### [What you are asked to do]
Could you set down every record exactly as it appears?

### [Data extract]
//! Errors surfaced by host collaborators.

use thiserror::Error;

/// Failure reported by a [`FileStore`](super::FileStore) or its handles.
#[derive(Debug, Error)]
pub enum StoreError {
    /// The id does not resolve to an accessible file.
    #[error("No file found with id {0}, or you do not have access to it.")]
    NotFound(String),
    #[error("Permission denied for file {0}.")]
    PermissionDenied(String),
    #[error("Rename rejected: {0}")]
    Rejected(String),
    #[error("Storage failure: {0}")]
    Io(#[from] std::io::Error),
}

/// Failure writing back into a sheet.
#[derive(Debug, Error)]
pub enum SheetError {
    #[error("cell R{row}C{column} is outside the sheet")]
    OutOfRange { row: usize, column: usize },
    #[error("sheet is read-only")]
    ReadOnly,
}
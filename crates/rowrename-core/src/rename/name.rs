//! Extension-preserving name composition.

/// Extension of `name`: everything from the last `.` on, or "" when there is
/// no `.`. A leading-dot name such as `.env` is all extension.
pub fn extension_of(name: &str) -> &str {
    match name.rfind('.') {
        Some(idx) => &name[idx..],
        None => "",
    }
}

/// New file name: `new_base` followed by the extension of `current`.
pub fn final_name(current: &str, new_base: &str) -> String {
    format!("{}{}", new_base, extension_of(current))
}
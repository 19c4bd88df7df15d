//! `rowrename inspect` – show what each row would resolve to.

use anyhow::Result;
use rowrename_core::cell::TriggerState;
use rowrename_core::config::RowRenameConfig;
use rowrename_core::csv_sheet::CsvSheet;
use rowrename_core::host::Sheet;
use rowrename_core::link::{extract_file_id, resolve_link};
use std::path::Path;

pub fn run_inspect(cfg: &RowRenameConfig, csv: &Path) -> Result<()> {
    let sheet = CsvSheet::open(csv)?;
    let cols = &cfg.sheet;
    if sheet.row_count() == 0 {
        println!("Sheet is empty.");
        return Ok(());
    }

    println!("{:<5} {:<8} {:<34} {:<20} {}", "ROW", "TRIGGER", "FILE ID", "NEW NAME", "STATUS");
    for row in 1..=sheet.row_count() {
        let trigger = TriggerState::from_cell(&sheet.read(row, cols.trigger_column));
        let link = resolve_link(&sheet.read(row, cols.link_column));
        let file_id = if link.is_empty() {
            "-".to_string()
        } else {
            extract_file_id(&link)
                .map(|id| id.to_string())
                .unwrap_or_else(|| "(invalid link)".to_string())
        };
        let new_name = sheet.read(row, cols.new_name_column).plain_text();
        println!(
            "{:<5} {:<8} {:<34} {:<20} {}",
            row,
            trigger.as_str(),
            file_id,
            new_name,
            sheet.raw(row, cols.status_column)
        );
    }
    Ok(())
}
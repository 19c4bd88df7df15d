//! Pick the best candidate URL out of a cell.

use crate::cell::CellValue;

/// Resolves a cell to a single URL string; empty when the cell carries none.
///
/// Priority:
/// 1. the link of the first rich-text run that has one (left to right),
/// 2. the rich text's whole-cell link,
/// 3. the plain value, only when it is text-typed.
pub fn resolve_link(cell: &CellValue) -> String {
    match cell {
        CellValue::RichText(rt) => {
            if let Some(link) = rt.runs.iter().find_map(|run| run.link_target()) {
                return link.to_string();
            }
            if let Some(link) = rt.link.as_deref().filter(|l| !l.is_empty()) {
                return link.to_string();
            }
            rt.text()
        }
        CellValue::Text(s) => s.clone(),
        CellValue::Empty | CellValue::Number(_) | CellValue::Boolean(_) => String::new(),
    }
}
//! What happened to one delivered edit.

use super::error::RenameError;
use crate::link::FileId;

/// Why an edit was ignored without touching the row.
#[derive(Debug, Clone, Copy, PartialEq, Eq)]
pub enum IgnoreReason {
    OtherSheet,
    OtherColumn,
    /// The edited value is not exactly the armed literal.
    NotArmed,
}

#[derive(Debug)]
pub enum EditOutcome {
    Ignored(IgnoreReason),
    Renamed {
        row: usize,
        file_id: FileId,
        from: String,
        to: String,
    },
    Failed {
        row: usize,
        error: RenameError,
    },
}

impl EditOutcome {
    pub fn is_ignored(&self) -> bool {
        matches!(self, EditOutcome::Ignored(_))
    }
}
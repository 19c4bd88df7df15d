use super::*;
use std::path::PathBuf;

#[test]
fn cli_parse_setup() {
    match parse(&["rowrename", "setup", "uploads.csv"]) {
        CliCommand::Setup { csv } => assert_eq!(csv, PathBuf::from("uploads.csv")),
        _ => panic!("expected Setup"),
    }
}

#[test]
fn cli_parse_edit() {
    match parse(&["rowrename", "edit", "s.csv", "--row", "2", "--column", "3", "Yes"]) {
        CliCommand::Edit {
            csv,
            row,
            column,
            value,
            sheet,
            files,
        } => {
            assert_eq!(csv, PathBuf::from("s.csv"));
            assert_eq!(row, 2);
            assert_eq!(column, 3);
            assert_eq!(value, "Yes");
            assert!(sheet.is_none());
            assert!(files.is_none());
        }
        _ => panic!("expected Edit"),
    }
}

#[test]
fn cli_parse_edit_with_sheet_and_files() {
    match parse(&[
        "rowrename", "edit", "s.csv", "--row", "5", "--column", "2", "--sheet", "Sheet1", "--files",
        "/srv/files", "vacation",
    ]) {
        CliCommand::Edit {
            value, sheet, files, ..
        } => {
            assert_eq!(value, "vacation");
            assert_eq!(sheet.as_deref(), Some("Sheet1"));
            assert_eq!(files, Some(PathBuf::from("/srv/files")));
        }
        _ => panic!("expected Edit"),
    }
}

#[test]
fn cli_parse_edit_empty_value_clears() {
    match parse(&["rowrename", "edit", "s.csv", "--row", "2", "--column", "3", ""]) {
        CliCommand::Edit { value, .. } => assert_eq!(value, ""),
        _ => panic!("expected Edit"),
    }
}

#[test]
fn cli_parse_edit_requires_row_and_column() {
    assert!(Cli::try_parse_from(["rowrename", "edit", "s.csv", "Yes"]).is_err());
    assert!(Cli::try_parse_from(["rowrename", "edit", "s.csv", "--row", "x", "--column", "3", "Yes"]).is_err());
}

### [Output]
//! Errors surfaced by host collaborators.

use thiserror::Error;

/// Failure reported by a [`FileStore`](super::FileStore) or its handles.
#[derive(Debug, Error)]
pub enum StoreError {
    /// The id does not resolve to an accessible file.
    #[error("No file found with id {0}, or you do not have access to it.")]
    NotFound(String),
    #[error("Permission denied for file {0}.")]
    PermissionDenied(String),
    #[error("Rename rejected: {0}")]
    Rejected(String),
    #[error("Storage failure: {0}")]
    Io(#[from] std::io::Error),
}

/// Failure writing back into a sheet.
#[derive(Debug, Error)]
pub enum SheetError {
    #[error("cell R{row}C{column} is outside the sheet")]
    OutOfRange { row: usize, column: usize },
    #[error("sheet is read-only")]
    ReadOnly,
}
filename crates/rowrename-core/src/rename/name.rs
//! Extension-preserving name composition.

/// Extension of `name`: everything from the last `.` on, or "" when there is
/// no `.`. A leading-dot name such as `.env` is all extension.
pub fn extension_of(name: &str) -> &str {
    match name.rfind('.') {
        Some(idx) => &name[idx..],
        None => "",
    }
}

/// New file name: `new_base` followed by the extension of `current`.
pub fn final_name(current: &str, new_base: &str) -> String {
    format!("{}{}", new_base, extension_of(current))
}
repository 19c4bd88df7df15d
//! `rowrename inspect` – show what each row would resolve to.

use anyhow::Result;
use rowrename_core::cell::TriggerState;
use rowrename_core::config::RowRenameConfig;
use rowrename_core::csv_sheet::CsvSheet;
use rowrename_core::host::Sheet;
use rowrename_core::link::{extract_file_id, resolve_link};
use std::path::Path;

pub fn run_inspect(cfg: &RowRenameConfig, csv: &Path) -> Result<()> {
    let sheet = CsvSheet::open(csv)?;
    let cols = &cfg.sheet;
    if sheet.row_count() == 0 {
        println!("Sheet is empty.");
        return Ok(());
    }

    println!("{:<5} {:<8} {:<34} {:<20} {}", "ROW", "TRIGGER", "FILE ID", "NEW NAME", "STATUS");
    for row in 1..=sheet.row_count() {
        let trigger = TriggerState::from_cell(&sheet.read(row, cols.trigger_column));
        let link = resolve_link(&sheet.read(row, cols.link_column));
        let file_id = if link.is_empty() {
            "-".to_string()
        } else {
            extract_file_id(&link)
                .map(|id| id.to_string())
                .unwrap_or_else(|| "(invalid link)".to_string())
        };
        let new_name = sheet.read(row, cols.new_name_column).plain_text();
        println!(
            "{:<5} {:<8} {:<34} {:<20} {}",
            row,
            trigger.as_str(),
            file_id,
            new_name,
            sheet.raw(row, cols.status_column)
        );
    }
    Ok(())
}
repository 19c4bd88df7df15d
//! Pick the best candidate URL out of a cell.

use crate::cell::CellValue;

/// Resolves a cell to a single URL string; empty when the cell carries none.
///
/// Priority:
/// 1. the link of the first rich-text run that has one (left to right),
/// 2. the rich text's whole-cell link,
/// 3. the plain value, only when it is text-typed.
pub fn resolve_link(cell: &CellValue) -> String {
    match cell {
        CellValue::RichText(rt) => {
            if let Some(link) = rt.runs.iter().find_map(|run| run.link_target()) {
                return link.to_string();
            }
            if let Some(link) = rt.link.as_deref().filter(|l| !l.is_empty()) {
                return link.to_string();
            }
            rt.text()
        }
        CellValue::Text(s) => s.clone(),
        CellValue::Empty | CellValue::Number(_) | CellValue::Boolean(_) => String::new(),
    }
}
//! What happened to one delivered edit.

use super::error::RenameError;
use crate::link::FileId;

/// Why an edit was ignored without touching the row.
#[derive(Debug, Clone, Copy, PartialEq, Eq)]
pub enum IgnoreReason {
    OtherSheet,
    OtherColumn,
    /// The edited value is not exactly the armed literal.
    NotArmed,
}

#[derive(Debug)]
pub enum EditOutcome {
    Ignored(IgnoreReason),
    Renamed {
        row: usize,
        file_id: FileId,
        from: String,
        to: String,
    },
    Failed {
        row: usize,
        error: RenameError,
    },
}

impl EditOutcome {
    pub fn is_ignored(&self) -> bool {
        matches!(self, EditOutcome::Ignored(_))
    }
}
repository 19c4bd88df7df15d
use super::*;
use std::path::PathBuf;

#[test]
fn cli_parse_setup() {
    match parse(&["rowrename", "setup", "uploads.csv"]) {
        CliCommand::Setup { csv } => assert_eq!(csv, PathBuf::from("uploads.csv")),
        _ => panic!("expected Setup"),
    }
}

#[test]
fn cli_parse_edit() {
    match parse(&["rowrename", "edit", "s.csv", "--row", "2", "--column", "3", "Yes"]) {
        CliCommand::Edit {
            csv,
            row,
            column,
            value,
            sheet,
            files,
        } => {
            assert_eq!(csv, PathBuf::from("s.csv"));
            assert_eq!(row, 2);
            assert_eq!(column, 3);
            assert_eq!(value, "Yes");
            assert!(sheet.is_none());
            assert!(files.is_none());
        }
        _ => panic!("expected Edit"),
    }
}

#[test]
fn cli_parse_edit_with_sheet_and_files() {
    match parse(&[
        "rowrename", "edit", "s.csv", "--row", "5", "--column", "2", "--sheet", "Sheet1", "--files",
        "/srv/files", "vacation",
    ]) {
        CliCommand::Edit {
            value, sheet, files, ..
        } => {
            assert_eq!(value, "vacation");
            assert_eq!(sheet.as_deref(), Some("Sheet1"));
            assert_eq!(files, Some(PathBuf::from("/srv/files")));
        }
        _ => panic!("expected Edit"),
    }
}

#[test]
fn cli_parse_edit_empty_value_clears() {
    match parse(&["rowrename", "edit", "s.csv", "--row", "2", "--column", "3", ""]) {
        CliCommand::Edit { value, .. } => assert_eq!(value, ""),
        _ => panic!("expected Edit"),
    }
}

#[test]
fn cli_parse_edit_requires_row_and_column() {
    assert!(Cli::try_parse_from(["rowrename", "edit", "s.csv", "Yes"]).is_err());
    assert!(Cli::try_parse_from(["rowrename", "edit", "s.csv", "--row", "x", "--column", "3", "Yes"]).is_err());
}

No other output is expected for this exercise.